Have you read Teach your Dog to Read by Bonnie Bergin? Yes, apparently dogs can recognize printed words. Her dog knows twenty of them. Better get your mutt’s reading scores up or he’ll never be accepted into the better obedience schools. Good Dog, Carl, now considered a children’s classic, may soon be considered pulp fiction by every Lab with a fab vocab, since it only contains about eight words. The War and Peace of doggie litter-ature will be See Spot Run with its twenty-six different words! 

Don’t be surprised if you start seeing articles in the dog magazines like “How Rin Tin Tin Triumphed Over Doggie Dyslexia” or “Why Rex Can’t Read” (I guess “cuz he’s a dog” doesn’t cut it anymore). Something tells me the animal psychologists are going to start prescribing a lot more Ritilin in the near future. 

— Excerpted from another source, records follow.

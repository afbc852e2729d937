//! crates/storygen_core/src/generator.rs
//!
//! The generation orchestrator: build prompt -> call model -> parse and
//! validate, wrapped in a single flat retry loop.
//!
//! Transport failures, empty responses, and parse/validation failures all
//! draw from the same attempt budget, and every retry re-sends the identical
//! prompt. A deterministic model that keeps producing the same invalid
//! payload will therefore burn the whole budget; the retries only help
//! against transient transport errors and sampling variance.

use crate::domain::{GenerationRequest, GenerationResult};
use crate::parser::{parse_stories, ParseError};
use crate::ports::{ChatModelService, PortError};
use crate::prompt::{build_prompt, ChatPrompt};
use std::sync::Arc;
use std::time::Duration;
use tracing::{debug, info, warn};

/// Total attempts per `generate` call, shared across failure kinds.
pub const MAX_ATTEMPTS: u32 = 3;

/// Flat delay between attempts. No jitter, no backoff.
pub const RETRY_DELAY: Duration = Duration::from_millis(1000);

/// Why a single attempt failed. Logged per attempt, retried transparently.
#[derive(Debug, thiserror::Error)]
pub enum AttemptError {
    #[error("Model call failed: {0}")]
    Transport(#[from] PortError),
    #[error("Model returned no textual content")]
    EmptyResponse,
    #[error(transparent)]
    InvalidResponse(#[from] ParseError),
    #[error("Failed to generate stories after multiple attempts")]
    Exhausted,
}

/// Terminal failure surfaced to the caller once the attempt budget is spent.
/// Carries the last attempt's error as its cause.
#[derive(Debug, thiserror::Error)]
#[error("Story generation failed after {attempts} attempts: {source}")]
pub struct GenerationFailed {
    pub attempts: u32,
    #[source]
    pub source: AttemptError,
}

/// Orchestrates story generation against an injected model client.
///
/// Holds no per-call state; concurrent `generate` calls are independent.
#[derive(Clone)]
pub struct StoryGenerator {
    model: Arc<dyn ChatModelService>,
}

impl StoryGenerator {
    /// Creates a new `StoryGenerator` over a configured model client.
    pub fn new(model: Arc<dyn ChatModelService>) -> Self {
        Self { model }
    }

    /// Runs the full pipeline for one request, retrying up to
    /// [`MAX_ATTEMPTS`] times with a [`RETRY_DELAY`] pause between attempts.
    ///
    /// The request is assumed to be validated by the caller
    /// (`GenerationRequest::validate`).
    pub async fn generate(
        &self,
        request: &GenerationRequest,
    ) -> Result<GenerationResult, GenerationFailed> {
        let prompt = build_prompt(request);
        let mut last_error: Option<AttemptError> = None;

        for attempt in 1..=MAX_ATTEMPTS {
            debug!(attempt, max_attempts = MAX_ATTEMPTS, "starting generation attempt");

            match self.attempt(&prompt, request).await {
                Ok(result) => {
                    info!(attempt, stories = result.stories.len(), "story generation succeeded");
                    return Ok(result);
                }
                Err(e) => {
                    warn!(attempt, error = %e, "generation attempt failed");
                    last_error = Some(e);
                    if attempt < MAX_ATTEMPTS {
                        tokio::time::sleep(RETRY_DELAY).await;
                    }
                }
            }
        }

        Err(GenerationFailed {
            attempts: MAX_ATTEMPTS,
            source: last_error.unwrap_or(AttemptError::Exhausted),
        })
    }

    async fn attempt(
        &self,
        prompt: &ChatPrompt,
        request: &GenerationRequest,
    ) -> Result<GenerationResult, AttemptError> {
        let reply = self
            .model
            .complete(&prompt.system_message, &prompt.user_message)
            .await?;
        let text = reply.ok_or(AttemptError::EmptyResponse)?;
        Ok(parse_stories(&text, request)?)
    }
}
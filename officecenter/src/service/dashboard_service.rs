//! 대시보드 요약

use crate::domain::settlement_report::{summarize_rooms, RoomSummary};
use crate::service::contract_service::ContractService;
use crate::service::settlement_service::room_counts;
use chrono::{Duration, Local};
use serde::Serialize;
use shared::config::DbConnection;
use shared::model::ContractDetail;
use shared::tool::error::AppResult;
use shared::tool::YearMonth;

const EXPIRING_WINDOW_DAYS: i64 = 30;

#[derive(Debug, Serialize)]
pub struct DashboardSummary {
    pub month: YearMonth,
    pub rooms: RoomSummary,
    pub unpaid_count: i64,
    pub unpaid_amount: i64,
    pub expiring_contracts: Vec<ContractDetail>,
    pub month_income: i64,
    pub month_expense: i64,
}

#[derive(Clone)]
pub struct DashboardService {
    pool: DbConnection,
    contracts: ContractService,
}

impl DashboardService {
    pub fn new(pool: DbConnection) -> Self {
        Self {
            contracts: ContractService::new(pool.clone()),
            pool,
        }
    }

    pub async fn summary(&self) -> AppResult<DashboardSummary> {
        let today = Local::now().date_naive();
        let month = YearMonth::current();

        let mut conn = self.pool.acquire().await?;
        let rooms = summarize_rooms(&room_counts(&mut conn).await?);

        let (unpaid_count, unpaid_amount): (i64, i64) = sqlx::query_as(
            "SELECT COUNT(*), CAST(COALESCE(SUM(total_amount), 0) AS SIGNED) \
             FROM monthly_billings WHERE billing_month = ? AND status = '미납'",
        )
        .bind(month.to_string())
        .fetch_one(&mut *conn)
        .await?;

        let (month_income, month_expense): (i64, i64) = sqlx::query_as(
            "SELECT CAST(COALESCE(SUM(CASE WHEN transaction_type = '수입' THEN amount ELSE 0 END), 0) AS SIGNED), \
                    CAST(COALESCE(SUM(CASE WHEN transaction_type = '지출' THEN amount ELSE 0 END), 0) AS SIGNED) \
             FROM transactions WHERE transaction_date BETWEEN ? AND ?",
        )
        .bind(month.first_day())
        .bind(month.last_day())
        .fetch_one(&mut *conn)
        .await?;
        drop(conn);

        let expiring_contracts = self
            .contracts
            .expiring_between(today, today + Duration::days(EXPIRING_WINDOW_DAYS))
            .await?;

        Ok(DashboardSummary {
            month,
            rooms,
            unpaid_count,
            unpaid_amount,
            expiring_contracts,
            month_income,
            month_expense,
        })
    }
}
//! 비즈니스 서비스 계층
//!
//! 각 서비스는 MariaDB 연결 풀을 보유하고, 여러 테이블을 함께 바꾸는 작업은
//! 하나의 트랜잭션으로 처리합니다.

pub mod admin_service;
pub mod billing_service;
pub mod contract_service;
pub mod dashboard_service;
pub mod document_service;
pub mod room_service;
pub mod settlement_service;
pub mod signature_storage;
pub mod signing_service;
pub mod tenant_service;
pub mod transaction_service;

pub use admin_service::AdminService;
pub use billing_service::BillingService;
pub use contract_service::ContractService;
pub use dashboard_service::DashboardService;
pub use room_service::RoomService;
pub use settlement_service::SettlementService;
pub use signature_storage::SignatureStorage;
pub use signing_service::SigningService;
pub use tenant_service::TenantService;
pub use transaction_service::TransactionService;
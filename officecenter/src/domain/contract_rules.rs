//! 계약 조건 검증과 계약번호 규칙

use chrono::NaiveDate;
use shared::tool::error::AppError;
use shared::tool::YearMonth;

/// 생성/수정 시 검증하는 계약 조건
#[derive(Debug, Clone)]
pub struct ContractTerms {
    pub start_date: NaiveDate,
    pub end_date: NaiveDate,
    pub rent_free_start: Option<NaiveDate>,
    pub rent_free_end: Option<NaiveDate>,
    pub payment_day: Option<i32>,
    pub monthly_rent: i64,
    pub deposit: i64,
    pub management_fee: i64,
}

impl ContractTerms {
    pub fn validate(&self) -> Result<(), AppError> {
        if self.end_date < self.start_date {
            return Err(AppError::InvalidInput(
                "계약 종료일은 시작일보다 빠를 수 없습니다".to_string(),
            ));
        }

        match (self.rent_free_start, self.rent_free_end) {
            (None, None) => {}
            (Some(start), Some(end)) => {
                if end < start {
                    return Err(AppError::InvalidInput(
                        "렌트프리 종료일은 시작일보다 빠를 수 없습니다".to_string(),
                    ));
                }
            }
            _ => {
                return Err(AppError::InvalidInput(
                    "렌트프리 기간은 시작일과 종료일을 모두 입력해야 합니다".to_string(),
                ))
            }
        }

        if let Some(day) = self.payment_day {
            if !(1..=31).contains(&day) {
                return Err(AppError::InvalidInput(format!(
                    "납부일은 1~31 사이여야 합니다: {}",
                    day
                )));
            }
        }

        for (field, amount) in [
            ("월 임대료", self.monthly_rent),
            ("보증금", self.deposit),
            ("관리비", self.management_fee),
        ] {
            if amount < 0 {
                return Err(AppError::InvalidInput(format!(
                    "{}은(는) 0 이상이어야 합니다",
                    field
                )));
            }
        }

        Ok(())
    }
}

/// 계약 종료일 검증 - 계약 시작일 이전으로는 종료할 수 없습니다.
pub fn validate_termination_date(
    start_date: NaiveDate,
    termination_date: NaiveDate,
) -> Result<(), AppError> {
    if termination_date < start_date {
        return Err(AppError::InvalidInput(
            "종료일은 계약 시작일보다 빠를 수 없습니다".to_string(),
        ));
    }
    Ok(())
}

/// `C{yyyymm}-{순번:04}`
pub fn format_contract_number(month: YearMonth, sequence: u32) -> String {
    format!("C{:04}{:02}-{:04}", month.year(), month.month(), sequence)
}

/// 같은 월의 마지막 계약번호 다음 번호
pub fn next_contract_number(month: YearMonth, latest: Option<&str>) -> String {
    let prefix = format_contract_number(month, 0);
    let prefix = &prefix[..prefix.len() - 4];

    let next = latest
        .and_then(|number| number.strip_prefix(prefix))
        .and_then(|seq| seq.parse::<u32>().ok())
        .map(|seq| seq + 1)
        .unwrap_or(1);

    format_contract_number(month, next)
}
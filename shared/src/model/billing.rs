//! 월별 청구 모델

use crate::tool::month::YearMonth;
use chrono::{DateTime, NaiveDate, Utc};
use serde::Serialize;
use sqlx::FromRow;

string_enum! {
    /// 청구 상태
    BillingStatus("청구 상태") {
        Unpaid => "미납",
        Paid => "납부완료",
    }
}

#[derive(Debug, Clone, Serialize, FromRow)]
pub struct MonthlyBilling {
    pub id: i64,
    pub contract_id: i64,
    pub tenant_id: i64,
    pub room_id: i64,
    #[sqlx(try_from = "String")]
    pub billing_month: YearMonth,
    pub rent_amount: i64,
    pub management_fee: i64,
    pub total_amount: i64,
    pub due_date: NaiveDate,
    #[sqlx(try_from = "String")]
    pub status: BillingStatus,
    /// 입금 확인 시 생성된 거래
    pub transaction_id: Option<i64>,
    pub paid_amount: Option<i64>,
    pub paid_date: Option<NaiveDate>,
    pub memo: Option<String>,
    pub created_at: DateTime<Utc>,
    pub updated_at: DateTime<Utc>,
}

/// 호실 번호와 입주사명을 함께 조회한 청구
#[derive(Debug, Clone, Serialize, FromRow)]
pub struct BillingDetail {
    #[sqlx(flatten)]
    #[serde(flatten)]
    pub billing: MonthlyBilling,
    pub room_number: String,
    pub company_name: String,
}
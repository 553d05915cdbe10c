//! 오피스센터 임대 관리 서버
//!
//! 호실, 입주사, 계약, 수입/지출, 월별 청구, 정산, 전자서명을 관리하는
//! REST API 서버입니다.

pub mod api;
pub mod auth_middleware;
pub mod domain;
pub mod server;
pub mod service;


/// 내장 마이그레이션 (`officecenter/migrations`)
pub static MIGRATOR: sqlx::migrate::Migrator = sqlx::migrate!("./migrations");
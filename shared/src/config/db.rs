//! MariaDB Database Configuration
//!
//! 오피스센터 서버를 위한 MariaDB/MySQL 데이터베이스 연결 설정입니다.
//! .env 파일에서 데이터베이스 연결 정보를 읽어와 연결 풀을 관리합니다.

use crate::config::{env_or, env_parse};
use crate::tool::error::AppError;
use sqlx::mysql::MySqlPoolOptions;
use sqlx::{MySql, Pool};
use std::time::Duration;
use tracing::{error, info, warn};

/// MariaDB 연결 풀 타입 별칭
pub type DbConnection = Pool<MySql>;

/// 연결 풀 생성 전의 데이터베이스 접속 정보
#[derive(Debug, Clone)]
pub struct DbSettings {
    pub host: String,
    pub port: u16,
    pub user: String,
    pub password: String,
    pub database: String,
    /// `DATABASE_URL`이 설정된 경우 개별 항목 대신 사용합니다.
    pub url_override: Option<String>,
    pub max_connections: u32,
    pub min_connections: u32,
    pub acquire_timeout: Duration,
}

impl DbSettings {
    /// 환경변수에서 데이터베이스 접속 정보를 읽습니다.
    ///
    /// 환경 변수가 없으면 기본값을 사용합니다.
    pub fn from_env() -> Result<Self, AppError> {
        let host = std::env::var("db_host").unwrap_or_else(|_| {
            warn!("db_host 환경변수가 없어서 localhost를 사용합니다.");
            "localhost".to_string()
        });

        let port = env_parse::<u16>("db_port", 3306)?;

        let user = std::env::var("db_id").unwrap_or_else(|_| {
            warn!("db_id 환경변수가 없어서 root를 사용합니다.");
            "root".to_string()
        });

        let password = std::env::var("db_password").unwrap_or_else(|_| {
            error!("db_password 환경변수가 필요합니다.");
            String::new()
        });

        let database = env_or("db_name", "officecenter");

        Ok(Self {
            host,
            port,
            user,
            password,
            database,
            url_override: std::env::var("DATABASE_URL").ok(),
            max_connections: env_parse("db_max_connections", 10)?,
            min_connections: env_parse("db_min_connections", 2)?,
            acquire_timeout: Duration::from_secs(env_parse("db_acquire_timeout_secs", 10)?),
        })
    }

    /// MariaDB 연결 URL
    pub fn database_url(&self) -> String {
        match &self.url_override {
            Some(url) => url.clone(),
            None => format!(
                "mysql://{}:{}@{}:{}/{}",
                self.user, self.password, self.host, self.port, self.database
            ),
        }
    }

    pub fn validate(&self) -> Result<(), AppError> {
        if self.max_connections == 0 {
            return Err(AppError::Configuration(
                "db_max_connections는 0보다 커야 합니다".to_string(),
            ));
        }
        if self.min_connections > self.max_connections {
            return Err(AppError::Configuration(
                "db_min_connections가 db_max_connections보다 큽니다".to_string(),
            ));
        }
        Ok(())
    }

    fn pool_options(&self) -> MySqlPoolOptions {
        MySqlPoolOptions::new()
            .max_connections(self.max_connections)
            .min_connections(self.min_connections)
            .acquire_timeout(self.acquire_timeout)
    }
}

/// MariaDB 데이터베이스 설정 구조체
#[derive(Debug, Clone)]
pub struct DbConfig {
    pub pool: DbConnection,
    pub host: String,
    pub port: u16,
    pub user: String,
    pub database: String,
}

impl DbConfig {
    /// 환경변수로부터 연결 풀을 생성합니다.
    pub async fn new() -> Result<Self, AppError> {
        let settings = DbSettings::from_env()?;
        Self::connect(&settings).await
    }

    /// 접속 정보로 연결 풀을 생성합니다.
    pub async fn connect(settings: &DbSettings) -> Result<Self, AppError> {
        settings.validate()?;

        info!(
            "데이터베이스 연결 시도: {}:{}@{}/{}",
            settings.user, "***", settings.host, settings.database
        );

        let pool = settings
            .pool_options()
            .connect(&settings.database_url())
            .await
            .map_err(|e| AppError::DatabaseConnection(e.to_string()))?;

        info!(
            "MariaDB 연결 풀 생성 완료: {}:{}",
            settings.host, settings.port
        );

        Ok(Self {
            pool,
            host: settings.host.clone(),
            port: settings.port,
            user: settings.user.clone(),
            database: settings.database.clone(),
        })
    }

    /// 연결하지 않은 상태의 풀을 만듭니다. 첫 쿼리 시점에 연결됩니다.
    pub fn connect_lazy(settings: &DbSettings) -> Result<DbConnection, AppError> {
        settings
            .pool_options()
            .connect_lazy(&settings.database_url())
            .map_err(|e| AppError::Configuration(e.to_string()))
    }

    /// 연결 풀에서 연결을 가져옵니다.
    pub fn get_pool(&self) -> &DbConnection {
        &self.pool
    }

    /// 데이터베이스 연결 상태를 확인합니다.
    pub async fn health_check(pool: &DbConnection) -> bool {
        match sqlx::query("SELECT 1").execute(pool).await {
            Ok(_) => true,
            Err(e) => {
                error!("데이터베이스 연결 실패: {}", e);
                false
            }
        }
    }

    /// 데이터베이스 연결을 닫습니다.
    ///
    /// 애플리케이션 종료 시 호출하여 리소스를 정리합니다.
    pub async fn close(&self) {
        info!("데이터베이스 연결 풀을 닫는 중...");
        self.pool.close().await;
        info!("데이터베이스 연결 풀 종료 완료");
    }
}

Maybe every state should follow Connecticut’s lead and outlaw teaching dogs to read. Dogs just wanna have fun. Leave the data addiction to us text-messaging masochists. 

 

In these strange times of fear and loathing, even Dachsunds can appear on security watch lists. Bill Stockton of www.satirium.com says he’s received a number of National Security Letters from the FBI concerning his five miniature long-haired Dachsunds. (And you thought terriers were terrorists.) The NSLs inquired about the dogs’ “access to explosive materials, knowledge of bomb construction techniques, and access to canine backpacks.” A second wave of letters required Stockton to provide “all records of subject canines’ activities outside the confines of their yard… If with backpack, what were the contents, what did it weigh, did it make ticking sounds, etc.” Apparently, he says, the FBI thought it had uncovered a plot to use miniature Dachsunds as suicide bombers. 

Stockton’s reaction: “Blow up my little dogs? Are you crazy?” But maybe the FBI knows more than Stockton is telling. Maybe he’s a loony who has convinced his dogs that if they blow themselves up they will immediately fly off to some heavenly kennel to be bred with forty virgin wiener dogs for the rest of eternity. 

Stockton claims he was threatened with “pain of prison” if he refused to cooperate. When they haul him away, he’ll need some extended dog-sitting help. But be forewarned, volunteers, you too may get an NSL for stockpiling IEDs (improvised explosive Dachsunds). 

It’s starting to be a very scary Gary Larson world out there.